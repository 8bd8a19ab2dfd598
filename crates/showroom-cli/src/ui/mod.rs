//! Terminal UI: status lines, the precompile progress bar and summaries.
//!
//! ```no_run
//! use showroom_cli::ui;
//!
//! ui::init_colors();
//! ui::info("Scanning docs/");
//! ui::success("Precompiled 12 code blocks");
//! ```

mod format;
mod messages;
mod progress;

pub use format::{format_duration, print_build_summary};
pub use messages::{detail, error, info, set_quiet, success, warning};
pub use progress::DocsProgress;

/// Check if running in a CI environment.
pub fn is_ci() -> bool {
    std::env::var("CI").is_ok()
        || std::env::var("GITHUB_ACTIONS").is_ok()
        || std::env::var("GITLAB_CI").is_ok()
        || std::env::var("CIRCLECI").is_ok()
        || std::env::var("TRAVIS").is_ok()
}

/// Check if color output should be enabled.
///
/// Respects NO_COLOR and FORCE_COLOR, falls back to terminal detection.
pub fn should_use_color() -> bool {
    if std::env::var("NO_COLOR").is_ok() {
        return false;
    }

    if std::env::var("FORCE_COLOR").is_ok() {
        return true;
    }

    console::user_attended_stderr()
}

/// Apply the color decision to `owo-colors` and `console` output.
pub fn init_colors() {
    set_colors(should_use_color());
}

/// Force colors on or off (used by `--no-color`).
pub fn set_colors(enabled: bool) {
    owo_colors::set_override(enabled);
    console::set_colors_enabled_stderr(enabled);
}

########################################

Exercise objective:
The answer must be every line of the data that holds the word "console".

Reply to the task:
    console::user_attended_stderr()
/// Apply the color decision to `owo-colors` and `console` output.
    console::set_colors_enabled_stderr(enabled);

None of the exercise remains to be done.